··· Available records ···

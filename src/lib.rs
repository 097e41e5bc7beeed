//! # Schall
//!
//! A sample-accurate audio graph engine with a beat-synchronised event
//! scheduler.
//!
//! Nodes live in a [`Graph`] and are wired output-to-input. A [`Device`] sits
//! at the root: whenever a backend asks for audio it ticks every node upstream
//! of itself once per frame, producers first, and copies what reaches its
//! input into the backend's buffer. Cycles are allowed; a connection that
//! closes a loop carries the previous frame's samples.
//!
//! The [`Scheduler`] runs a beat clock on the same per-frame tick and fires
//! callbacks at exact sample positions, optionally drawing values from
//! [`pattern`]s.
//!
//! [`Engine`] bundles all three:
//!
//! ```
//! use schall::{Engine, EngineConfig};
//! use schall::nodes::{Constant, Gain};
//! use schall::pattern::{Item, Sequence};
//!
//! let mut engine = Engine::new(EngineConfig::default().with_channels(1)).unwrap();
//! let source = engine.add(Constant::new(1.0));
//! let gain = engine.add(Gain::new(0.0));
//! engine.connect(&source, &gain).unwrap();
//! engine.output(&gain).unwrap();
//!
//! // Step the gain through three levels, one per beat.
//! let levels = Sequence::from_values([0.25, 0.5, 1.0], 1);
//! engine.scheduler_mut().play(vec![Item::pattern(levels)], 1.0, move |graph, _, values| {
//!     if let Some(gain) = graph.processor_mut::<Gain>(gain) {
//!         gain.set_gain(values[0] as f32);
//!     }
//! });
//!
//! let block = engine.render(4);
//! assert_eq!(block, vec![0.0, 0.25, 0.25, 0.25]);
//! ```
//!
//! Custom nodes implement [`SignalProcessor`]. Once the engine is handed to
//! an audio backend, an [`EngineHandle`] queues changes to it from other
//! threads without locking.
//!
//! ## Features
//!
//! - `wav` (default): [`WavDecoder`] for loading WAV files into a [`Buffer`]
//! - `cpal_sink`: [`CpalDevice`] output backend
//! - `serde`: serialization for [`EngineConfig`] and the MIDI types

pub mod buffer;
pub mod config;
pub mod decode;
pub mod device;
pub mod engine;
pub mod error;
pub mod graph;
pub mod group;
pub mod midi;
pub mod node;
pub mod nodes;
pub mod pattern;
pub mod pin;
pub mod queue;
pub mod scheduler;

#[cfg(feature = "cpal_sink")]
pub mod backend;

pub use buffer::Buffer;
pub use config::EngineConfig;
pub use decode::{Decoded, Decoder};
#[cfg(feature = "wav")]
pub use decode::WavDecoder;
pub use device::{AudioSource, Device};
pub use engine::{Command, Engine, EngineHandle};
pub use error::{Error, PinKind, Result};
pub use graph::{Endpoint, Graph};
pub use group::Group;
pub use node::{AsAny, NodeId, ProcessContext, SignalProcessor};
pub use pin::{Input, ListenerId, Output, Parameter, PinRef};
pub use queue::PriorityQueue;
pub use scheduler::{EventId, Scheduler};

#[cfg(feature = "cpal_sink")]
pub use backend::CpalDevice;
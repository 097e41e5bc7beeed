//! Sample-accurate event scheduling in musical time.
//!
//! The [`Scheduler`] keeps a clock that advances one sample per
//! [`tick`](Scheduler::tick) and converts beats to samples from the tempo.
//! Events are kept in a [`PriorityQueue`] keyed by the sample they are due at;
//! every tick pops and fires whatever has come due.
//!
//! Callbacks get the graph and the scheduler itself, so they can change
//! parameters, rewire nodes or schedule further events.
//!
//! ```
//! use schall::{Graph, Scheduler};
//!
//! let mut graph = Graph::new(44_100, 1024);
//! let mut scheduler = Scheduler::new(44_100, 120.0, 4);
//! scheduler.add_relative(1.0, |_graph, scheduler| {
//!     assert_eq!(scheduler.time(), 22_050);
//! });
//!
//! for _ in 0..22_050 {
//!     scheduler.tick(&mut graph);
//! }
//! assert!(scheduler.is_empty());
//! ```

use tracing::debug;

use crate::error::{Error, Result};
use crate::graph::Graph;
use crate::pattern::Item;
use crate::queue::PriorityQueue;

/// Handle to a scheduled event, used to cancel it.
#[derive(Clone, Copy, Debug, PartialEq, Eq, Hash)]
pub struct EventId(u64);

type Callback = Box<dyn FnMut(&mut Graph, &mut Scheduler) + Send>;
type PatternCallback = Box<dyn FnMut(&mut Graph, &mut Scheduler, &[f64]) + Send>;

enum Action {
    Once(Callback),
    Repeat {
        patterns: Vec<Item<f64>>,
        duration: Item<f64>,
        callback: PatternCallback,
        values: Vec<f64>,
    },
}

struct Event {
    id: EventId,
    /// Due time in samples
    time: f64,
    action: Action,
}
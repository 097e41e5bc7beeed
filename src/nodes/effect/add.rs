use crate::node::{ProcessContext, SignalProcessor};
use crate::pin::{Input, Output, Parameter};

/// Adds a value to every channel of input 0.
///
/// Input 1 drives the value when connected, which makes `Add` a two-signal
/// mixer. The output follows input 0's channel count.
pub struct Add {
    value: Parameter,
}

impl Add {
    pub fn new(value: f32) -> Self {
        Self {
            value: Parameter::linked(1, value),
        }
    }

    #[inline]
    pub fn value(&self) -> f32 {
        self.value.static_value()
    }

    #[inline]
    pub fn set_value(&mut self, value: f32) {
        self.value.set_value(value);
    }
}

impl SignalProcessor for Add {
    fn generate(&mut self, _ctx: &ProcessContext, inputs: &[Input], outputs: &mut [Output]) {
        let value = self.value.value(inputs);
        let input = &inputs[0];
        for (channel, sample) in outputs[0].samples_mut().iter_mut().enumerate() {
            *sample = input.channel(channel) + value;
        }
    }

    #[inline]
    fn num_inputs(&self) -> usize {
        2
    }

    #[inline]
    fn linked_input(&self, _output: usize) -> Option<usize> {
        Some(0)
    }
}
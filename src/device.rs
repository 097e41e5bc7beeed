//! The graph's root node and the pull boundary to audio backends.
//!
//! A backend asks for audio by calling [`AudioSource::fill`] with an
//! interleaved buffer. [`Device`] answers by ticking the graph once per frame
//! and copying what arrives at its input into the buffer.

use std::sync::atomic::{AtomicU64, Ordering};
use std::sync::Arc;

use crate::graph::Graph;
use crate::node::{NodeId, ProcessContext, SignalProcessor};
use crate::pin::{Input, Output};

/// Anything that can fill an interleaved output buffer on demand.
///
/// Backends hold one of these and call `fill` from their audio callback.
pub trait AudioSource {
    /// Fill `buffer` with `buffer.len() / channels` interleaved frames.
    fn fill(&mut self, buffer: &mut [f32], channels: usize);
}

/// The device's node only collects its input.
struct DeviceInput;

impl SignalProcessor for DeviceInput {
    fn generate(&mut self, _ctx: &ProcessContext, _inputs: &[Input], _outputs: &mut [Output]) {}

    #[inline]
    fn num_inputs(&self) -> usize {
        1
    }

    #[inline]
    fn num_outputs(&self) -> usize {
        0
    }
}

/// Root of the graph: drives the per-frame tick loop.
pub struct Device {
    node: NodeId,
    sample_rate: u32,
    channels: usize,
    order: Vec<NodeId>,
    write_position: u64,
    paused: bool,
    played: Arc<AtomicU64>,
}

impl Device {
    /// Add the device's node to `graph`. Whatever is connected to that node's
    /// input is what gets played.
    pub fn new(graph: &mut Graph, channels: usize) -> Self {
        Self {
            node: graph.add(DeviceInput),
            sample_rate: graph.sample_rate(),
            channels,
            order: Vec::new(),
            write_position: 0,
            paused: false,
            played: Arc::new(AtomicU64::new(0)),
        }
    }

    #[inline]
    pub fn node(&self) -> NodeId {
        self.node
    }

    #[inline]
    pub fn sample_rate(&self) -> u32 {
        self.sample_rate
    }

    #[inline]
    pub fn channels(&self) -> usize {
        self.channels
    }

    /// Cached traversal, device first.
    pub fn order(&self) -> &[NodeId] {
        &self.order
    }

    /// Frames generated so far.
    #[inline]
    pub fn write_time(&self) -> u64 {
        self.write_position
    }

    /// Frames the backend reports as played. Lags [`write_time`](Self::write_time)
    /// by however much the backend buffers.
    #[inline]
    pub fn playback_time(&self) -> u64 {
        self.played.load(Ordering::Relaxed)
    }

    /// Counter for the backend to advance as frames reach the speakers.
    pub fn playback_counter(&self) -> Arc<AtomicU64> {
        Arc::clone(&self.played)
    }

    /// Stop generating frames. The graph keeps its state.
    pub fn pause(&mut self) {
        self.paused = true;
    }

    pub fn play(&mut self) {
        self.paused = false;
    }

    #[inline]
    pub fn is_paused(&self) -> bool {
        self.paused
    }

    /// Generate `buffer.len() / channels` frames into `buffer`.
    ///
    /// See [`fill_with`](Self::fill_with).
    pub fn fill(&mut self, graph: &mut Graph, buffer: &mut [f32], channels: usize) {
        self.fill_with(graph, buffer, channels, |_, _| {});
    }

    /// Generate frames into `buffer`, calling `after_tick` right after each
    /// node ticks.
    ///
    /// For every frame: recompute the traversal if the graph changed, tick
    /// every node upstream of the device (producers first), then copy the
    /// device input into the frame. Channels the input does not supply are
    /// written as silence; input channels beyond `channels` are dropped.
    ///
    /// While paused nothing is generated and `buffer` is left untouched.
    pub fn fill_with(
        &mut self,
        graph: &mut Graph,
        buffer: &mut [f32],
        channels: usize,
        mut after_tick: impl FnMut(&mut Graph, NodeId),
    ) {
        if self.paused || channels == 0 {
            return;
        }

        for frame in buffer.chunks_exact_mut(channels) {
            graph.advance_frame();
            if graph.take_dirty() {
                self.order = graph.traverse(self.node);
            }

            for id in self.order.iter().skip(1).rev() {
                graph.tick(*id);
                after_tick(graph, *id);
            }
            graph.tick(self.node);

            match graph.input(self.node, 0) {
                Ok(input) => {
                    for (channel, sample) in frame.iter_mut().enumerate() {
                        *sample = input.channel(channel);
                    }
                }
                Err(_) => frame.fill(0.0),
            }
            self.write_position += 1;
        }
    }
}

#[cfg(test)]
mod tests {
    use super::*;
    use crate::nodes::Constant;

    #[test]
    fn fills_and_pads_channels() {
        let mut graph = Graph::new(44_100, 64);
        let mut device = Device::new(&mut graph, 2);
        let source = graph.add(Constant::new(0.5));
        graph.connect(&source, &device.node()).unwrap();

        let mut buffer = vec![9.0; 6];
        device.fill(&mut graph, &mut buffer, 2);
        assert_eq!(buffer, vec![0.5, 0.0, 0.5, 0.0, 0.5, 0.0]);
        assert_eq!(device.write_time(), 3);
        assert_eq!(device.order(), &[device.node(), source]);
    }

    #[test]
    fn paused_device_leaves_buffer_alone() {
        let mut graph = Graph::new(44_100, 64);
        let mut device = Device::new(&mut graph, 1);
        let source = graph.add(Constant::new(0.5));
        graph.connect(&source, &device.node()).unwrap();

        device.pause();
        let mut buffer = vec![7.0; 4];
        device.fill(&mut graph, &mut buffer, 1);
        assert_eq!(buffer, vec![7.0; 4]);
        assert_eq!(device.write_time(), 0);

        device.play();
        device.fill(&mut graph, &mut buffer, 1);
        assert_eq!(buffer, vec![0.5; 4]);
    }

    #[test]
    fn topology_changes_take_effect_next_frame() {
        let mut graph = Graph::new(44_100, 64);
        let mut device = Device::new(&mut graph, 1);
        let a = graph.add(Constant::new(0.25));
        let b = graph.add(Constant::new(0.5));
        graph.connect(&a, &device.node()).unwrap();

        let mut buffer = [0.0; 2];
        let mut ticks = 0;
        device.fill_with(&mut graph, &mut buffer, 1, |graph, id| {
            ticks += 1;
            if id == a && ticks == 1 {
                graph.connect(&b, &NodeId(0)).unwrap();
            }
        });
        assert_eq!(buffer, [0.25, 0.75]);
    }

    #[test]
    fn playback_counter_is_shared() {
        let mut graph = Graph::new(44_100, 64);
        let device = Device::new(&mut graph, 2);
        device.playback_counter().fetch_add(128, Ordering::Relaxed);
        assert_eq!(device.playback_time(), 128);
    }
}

···

● Exercise directions
Tally every line in these entries where the string "producers" occurs. The tally alone is the answer.

● Written answer
2